CRISPR/Cas是一种广泛存在于细菌与古细菌中的,由RNA介导的、可遗传的适应性免疫系统。现被开发成为新型的基因编辑技术,已经成功应用于农业、医学、生物学等领域。CRISPR/Cas12a属于第二大类,第V型系统。Cas12a在crRNA引导下特异性结合靶标DNA后,非特异切割单链DNA的特性被激活,可被应用于开发传感检测系统。
电化学发光(ECL)作为一种高灵敏度的分析方法,已广泛应用于免疫分析、核酸杂交分析等生物分析领域。该方法同时结合了化学发光灵敏度高、线性范围宽和仪器简单的优点,以及电化学方法重现性好、易控制的优点。快速扫描伏安技术(FSCV)是一种亚秒分辨率的电化学方法。其检测灵敏度随扫速的增加而提高,适用于痕量分析物的检测。

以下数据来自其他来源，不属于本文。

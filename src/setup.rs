//! First-run / change-key flow: validate a candidate API key, then store it.
//!
//! The window sends [`SetupCommand`]s; [`run_setup`] answers through the
//! [`StatusNotifier`]. A key is only written after the endpoint accepts it.

use std::sync::Arc;

use tokio::sync::mpsc;

use crate::credential::CredentialStore;
use crate::llm::TextCorrector;
use crate::status::StatusNotifier;

pub const EMPTY_KEY_MESSAGE: &str = "Please enter a valid API key.";
pub const SAVING_MESSAGE: &str = "Saving API key...";
pub const SAVED_MESSAGE: &str = "API Key saved successfully!";
pub const INVALID_KEY_MESSAGE: &str = "Invalid API key. Please check and try again.";

/// Requests from the window.
#[derive(Debug, Clone, PartialEq, Eq)]
pub enum SetupCommand {
    /// Validate and store this key.
    Submit(String),
}

/// Result of one [`SetupService::submit`].
#[derive(Debug, Clone, PartialEq, Eq)]
pub enum SetupOutcome {
    Saved,
    Empty,
    Invalid,
    StoreFailed(String),
}

pub struct SetupService {
    store: Arc<dyn CredentialStore>,
    corrector: Arc<dyn TextCorrector>,
    notifier: StatusNotifier,
}

impl SetupService {
    pub fn new(
        store: Arc<dyn CredentialStore>,
        corrector: Arc<dyn TextCorrector>,
        notifier: StatusNotifier,
    ) -> Self {
        Self {
            store,
            corrector,
            notifier,
        }
    }

    /// Validate `candidate` (trimmed) and persist it when accepted.
    pub async fn submit(&self, candidate: &str) -> SetupOutcome {
        let key = candidate.trim();
        if key.is_empty() {
            self.notifier.setup_failed(EMPTY_KEY_MESSAGE);
            return SetupOutcome::Empty;
        }

        self.notifier.info(SAVING_MESSAGE);

        if !self.corrector.validate_credential(key).await {
            log::info!("setup: candidate key rejected");
            self.notifier.setup_failed(INVALID_KEY_MESSAGE);
            return SetupOutcome::Invalid;
        }

        let store = Arc::clone(&self.store);
        let owned = key.to_string();
        let stored = tokio::task::spawn_blocking(move || store.set(&owned))
            .await
            .map_err(|e| e.to_string())
            .and_then(|r| r.map_err(|e| e.to_string()));

        match stored {
            Ok(()) => {
                self.notifier.success(SAVED_MESSAGE);
                self.notifier.configured();
                SetupOutcome::Saved
            }
            Err(message) => {
                log::error!("setup: cannot store key: {message}");
                self.notifier
                    .setup_failed(format!("Failed to save API key: {message}"));
                SetupOutcome::StoreFailed(message)
            }
        }
    }
}

/// Serve setup commands until the window side closes.
pub async fn run_setup(service: SetupService, mut rx: mpsc::Receiver<SetupCommand>) {
    while let Some(command) = rx.recv().await {
        match command {
            SetupCommand::Submit(candidate) => {
                let outcome = service.submit(&candidate).await;
                log::debug!("setup: submit finished ({outcome:?})");
            }
        }
    }
}

// ---------------------------------------------------------------------------
// Tests
// ---------------------------------------------------------------------------

#[cfg(test)]
mod tests {
    use super::*;
    use crate::credential::{CredentialError, MemoryCredentialStore};
    use crate::llm::CorrectionError;
    use crate::status::{self, StatusKind, UiEvent};
    use async_trait::async_trait;

    /// Accepts exactly one key.
    struct OneKey(&'static str);

    #[async_trait]
    impl TextCorrector for OneKey {
        async fn validate_credential(&self, candidate: &str) -> bool {
            candidate == self.0
        }

        async fn correct(&self, text: &str, _key: &str) -> Result<String, CorrectionError> {
            Ok(text.to_string())
        }
    }

    struct ReadOnlyStore;

    impl CredentialStore for ReadOnlyStore {
        fn get(&self) -> Option<String> {
            None
        }

        fn set(&self, _value: &str) -> Result<(), CredentialError> {
            Err(CredentialError::Io(std::io::Error::new(
                std::io::ErrorKind::PermissionDenied,
                "read-only",
            )))
        }
    }

    fn status(message: &str, kind: StatusKind) -> UiEvent {
        UiEvent::Status {
            message: message.into(),
            kind,
        }
    }

    fn failed(message: &str) -> UiEvent {
        UiEvent::SetupFailed {
            message: message.into(),
        }
    }

    fn drain(rx: &mut mpsc::Receiver<UiEvent>) -> Vec<UiEvent> {
        std::iter::from_fn(|| rx.try_recv().ok()).collect()
    }

    #[tokio::test]
    async fn valid_key_is_trimmed_and_stored() {
        let store = Arc::new(MemoryCredentialStore::new());
        let (notifier, mut rx) = status::channel(8);
        let service = SetupService::new(store.clone(), Arc::new(OneKey("AIza-good")), notifier);

        assert_eq!(service.submit("  AIza-good \n").await, SetupOutcome::Saved);

        assert_eq!(store.get().as_deref(), Some("AIza-good"));
        assert_eq!(
            drain(&mut rx),
            vec![
                status(SAVING_MESSAGE, StatusKind::Info),
                status(SAVED_MESSAGE, StatusKind::Success),
                UiEvent::Configured,
            ]
        );
    }

    #[tokio::test]
    async fn invalid_key_is_not_stored() {
        let store = Arc::new(MemoryCredentialStore::with("AIza-old"));
        let (notifier, mut rx) = status::channel(8);
        let service = SetupService::new(store.clone(), Arc::new(OneKey("AIza-good")), notifier);

        assert_eq!(service.submit("AIza-bad").await, SetupOutcome::Invalid);

        assert_eq!(store.get().as_deref(), Some("AIza-old"));
        assert_eq!(
            drain(&mut rx),
            vec![
                status(SAVING_MESSAGE, StatusKind::Info),
                failed(INVALID_KEY_MESSAGE),
            ]
        );
    }

    #[tokio::test]
    async fn empty_key_skips_validation() {
        let (notifier, mut rx) = status::channel(8);
        let service = SetupService::new(
            Arc::new(MemoryCredentialStore::new()),
            Arc::new(OneKey("")),
            notifier,
        );

        assert_eq!(service.submit("   ").await, SetupOutcome::Empty);
        assert_eq!(drain(&mut rx), vec![failed(EMPTY_KEY_MESSAGE)]);
    }

    #[tokio::test]
    async fn store_failure_is_reported() {
        let (notifier, mut rx) = status::channel(8);
        let service = SetupService::new(Arc::new(ReadOnlyStore), Arc::new(OneKey("k")), notifier);

        let outcome = service.submit("k").await;

        assert!(matches!(outcome, SetupOutcome::StoreFailed(ref m) if m.contains("read-only")));
        let events = drain(&mut rx);
        assert!(matches!(
            events.last(),
            Some(UiEvent::SetupFailed { message })
                if message.starts_with("Failed to save API key:")
        ));
    }

    #[tokio::test]
    async fn run_setup_serves_until_closed() {
        let store = Arc::new(MemoryCredentialStore::new());
        let (notifier, _rx) = status::channel(8);
        let service = SetupService::new(store.clone(), Arc::new(OneKey("k")), notifier);
        let (tx, rx) = mpsc::channel(2);

        tx.send(SetupCommand::Submit("k".into())).await.unwrap();
        drop(tx);
        run_setup(service, rx).await;

        assert_eq!(store.get().as_deref(), Some("k"));
    }
}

目前,国内外还没有基于CRISPR/Cas12系统的电化学生物传感器检测转基因大豆的相关报道,也没有ECL和FSCV双信号输出检测转基因产品的相关报道。
发明内容
本发明所要解决的技术问题是提供一种高灵敏度、高选择性以及操作简单快速的基于基因编辑技术的双信号输出检测转基因大豆的电化学传感器的制备方法及其应用。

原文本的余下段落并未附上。